C’est dans ce contexte qu’un ancien candidat du FN a tenté de mettre le feu à une mosquée à Bayonne, tirant sur des fidèles. Mais il faut le dire. Ce qui a inspiré ce sinistre personnage, ce n’est personne d’autre que Macron lui-même. Macron doit être considéré comme responsable. Remarquons-le : les bonnes âmes qui s’étaient indignés de l’expulsion du provocateur Finkielkraut d’une manifestation au nom de la lutte « contre l’antisémitisme » et avaient appelé à l’initiative de Faure, secrétaire du PS, à une manifestation d’ « union nationale », ont eu cette fois une indignation… beaucoup plus mesurée.


Et pourtant le gouvernement est inquiet…


Le représentant du courant Front unique (courant dans lequel interviennent les militants révolutionnaires dans l’enseignement) au Bureau national de la FSU nous a fait parvenir son intervention au cours du Bureau du 19 novembre. Citons en un extrait.
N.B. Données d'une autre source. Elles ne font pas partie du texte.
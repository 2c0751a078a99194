use proximity::GeoPoint;

use crate::error::AppError::{self, MalformedPayload};

pub const MAX_USERNAME_LEN: usize = 100;
pub const MAX_PASSWORD_LEN: usize = 256;
pub const MAX_DESCRIPTION_LEN: usize = 500;

pub fn check_credentials(username: &str, password: &str) -> Result<(), AppError> {
    if username.is_empty() || username.chars().count() > MAX_USERNAME_LEN {
        return Err(MalformedPayload(format!(
            "Username must be 1-{MAX_USERNAME_LEN} characters"
        )));
    }

    if username.chars().any(char::is_whitespace) {
        return Err(MalformedPayload("Username must not contain spaces".into()));
    }

    if password.is_empty() || password.len() > MAX_PASSWORD_LEN {
        return Err(MalformedPayload(format!(
            "Password must be 1-{MAX_PASSWORD_LEN} bytes"
        )));
    }

    Ok(())
}

pub fn to_point(lat: f64, lon: f64) -> Result<GeoPoint, AppError> {
    GeoPoint::try_new(lat, lon).map_err(|e| MalformedPayload(e.to_string()))
}

/// Trims the description; blank ones are treated as absent.
pub fn clean_description(description: Option<String>) -> Result<Option<String>, AppError> {
    let Some(description) = description else {
        return Ok(None);
    };

    let trimmed = description.trim();
    if trimmed.is_empty() {
        return Ok(None);
    }

    if trimmed.chars().count() > MAX_DESCRIPTION_LEN {
        return Err(MalformedPayload(format!(
            "Description must be at most {MAX_DESCRIPTION_LEN} characters"
        )));
    }

    Ok(Some(trimmed.to_string()))
}
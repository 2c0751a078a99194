//! # Proximity
//!
//! Shelter lookup around a point.
//!
//! 1. Size a lat/lon box around the center.
//! 2. Ask the shelter API for whatever lies inside the box.
//! 3. Drop anything farther than the radius by great-circle distance.
//!
//! The box is a superset of the circle, so step 3 always runs.

pub mod error;
pub mod geodesy;
pub mod models;
pub mod point;
pub mod remote;
pub mod search;

pub use error::{GeoError, SearchError};
pub use point::{BoundingBox, GeoPoint};
pub use remote::{PointSource, RemoteShelters};
pub use search::{QueryRadius, SearchRequest, SearchResult, Shelter, ShelterSearch};
use axum::{
    Json,
    http::StatusCode,
    response::{IntoResponse, Response},
};
use proximity::SearchError;
use redis::RedisError;
use serde_json::json;
use thiserror::Error;
use tracing::error;

#[derive(Error, Debug)]
pub enum AppError {
    #[error("Malformed payload: {0}")]
    MalformedPayload(String),

    #[error("{0}")]
    Unauthorized(&'static str),

    #[error("Invalid username or password")]
    InvalidCredentials,

    #[error("Username already taken")]
    UsernameTaken,

    #[error("Location not found")]
    LocationNotFound,

    #[error(transparent)]
    Search(#[from] SearchError),

    #[error("Database error: {0}")]
    Database(#[from] RedisError),

    #[error("Internal error: {0}")]
    InternalError(#[from] Box<dyn std::error::Error + Send + Sync>),
}

impl AppError {
    pub fn status(&self) -> StatusCode {
        match self {
            AppError::MalformedPayload(_) => StatusCode::BAD_REQUEST,
            AppError::Unauthorized(_) | AppError::InvalidCredentials => StatusCode::UNAUTHORIZED,
            AppError::UsernameTaken => StatusCode::CONFLICT,
            AppError::LocationNotFound => StatusCode::NOT_FOUND,
            AppError::Search(e) => match e {
                SearchError::InvalidInput(_) => StatusCode::BAD_REQUEST,
                SearchError::UpstreamMalformed(_) => StatusCode::BAD_GATEWAY,
                SearchError::UpstreamUnavailable(_) => StatusCode::SERVICE_UNAVAILABLE,
                SearchError::UpstreamTimeout => StatusCode::GATEWAY_TIMEOUT,
            },
            AppError::Database(_) | AppError::InternalError(_) => {
                StatusCode::INTERNAL_SERVER_ERROR
            }
        }
    }

    /// Message sent to the client. Server-side failures get a fixed text so
    /// upstream and storage details only reach the logs.
    pub fn detail(&self) -> String {
        match self {
            AppError::Search(SearchError::UpstreamUnavailable(_)) => {
                "Shelter service unavailable".to_string()
            }
            AppError::Search(SearchError::UpstreamTimeout) => {
                "Shelter service timed out".to_string()
            }
            AppError::Search(SearchError::UpstreamMalformed(_)) => {
                "Shelter service returned an unexpected payload".to_string()
            }
            AppError::Database(_) | AppError::InternalError(_) => {
                "Internal server error".to_string()
            }
            _ => self.to_string(),
        }
    }
}

impl IntoResponse for AppError {
    fn into_response(self) -> Response {
        let status = self.status();

        if status.is_server_error() {
            error!("{self}");
        }

        (status, Json(json!({ "detail": self.detail() }))).into_response()
    }
}
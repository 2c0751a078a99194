use std::time::Duration;

use async_trait::async_trait;
use reqwest::Client;
use serde_json::Value;
use tracing::debug;

use crate::{
    error::SearchError,
    models::{ShelterQuery, parse_entries},
    point::BoundingBox,
};

/// Anything that can list candidate shelters inside a bounding box.
#[async_trait]
pub trait PointSource: Send + Sync {
    async fn fetch(&self, bbox: &BoundingBox, page_size: u32) -> Result<Vec<Value>, SearchError>;
}

pub struct RemoteShelters {
    client: Client,
    endpoint: String,
    service_key: String,
}

impl RemoteShelters {
    pub fn new(endpoint: &str, service_key: &str, timeout: Duration) -> Result<Self, SearchError> {
        let client = Client::builder()
            .timeout(timeout)
            .build()
            .map_err(|e| SearchError::UpstreamUnavailable(e.to_string()))?;

        Ok(Self {
            client,
            endpoint: endpoint.to_string(),
            service_key: service_key.to_string(),
        })
    }
}

#[async_trait]
impl PointSource for RemoteShelters {
    async fn fetch(&self, bbox: &BoundingBox, page_size: u32) -> Result<Vec<Value>, SearchError> {
        let query = ShelterQuery::new(&self.service_key, bbox, page_size);

        let response = self
            .client
            .get(&self.endpoint)
            .query(&query)
            .send()
            .await?
            .error_for_status()?;

        debug!("Shelter API status: {}", response.status());

        let bytes = response.bytes().await?;

        parse_entries(&bytes)
    }
}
Après avoir brossé le tableau des attaques récentes du gouvernement, il déclare :

« Et pourtant, on sent aujourd’hui une certaine fébrilité du côté du pouvoir.

Plusieurs suicides ont mis en accusation le gouvernement et sa politique.

Le 13 septembre, par leur grève massive, les agents de la RATP ont témoigné de leur disponibilité pour engager le combat contre le gouvernement, contre sa contre-réforme des retraites.

À la SNCF, coup sur coup, 2 grèves (qualifiées de « sauvages » par le gouvernement) ont déferlé hors du cadre de la concertation et du dialogue social.

Et une mobilisation de tout le secteur hospitalier s’est dressé de fait contre le budget de la Sécurité sociale adopté en 1ère lecture.

Le gouvernement craint que la concertation généralisée qui lui a permis de préparer et d’appliquer ses attaques ne puisse plus être assumée par les dirigeants syndicaux.

Il craint que ceux-ci soient amenés à rompre avec lui et à exiger le retrait de sa contre-réforme des retraites.

Il craint que les dirigeants des syndicats de la FSU ne puissent plus justifier de poursuivre la concertation sur la pseudo-revalorisation des enseignants qui d’une part entérine la contre-réforme des retraites et d’autre part vise à les faire travailler davantage et à renoncer à une partie de leurs vacances.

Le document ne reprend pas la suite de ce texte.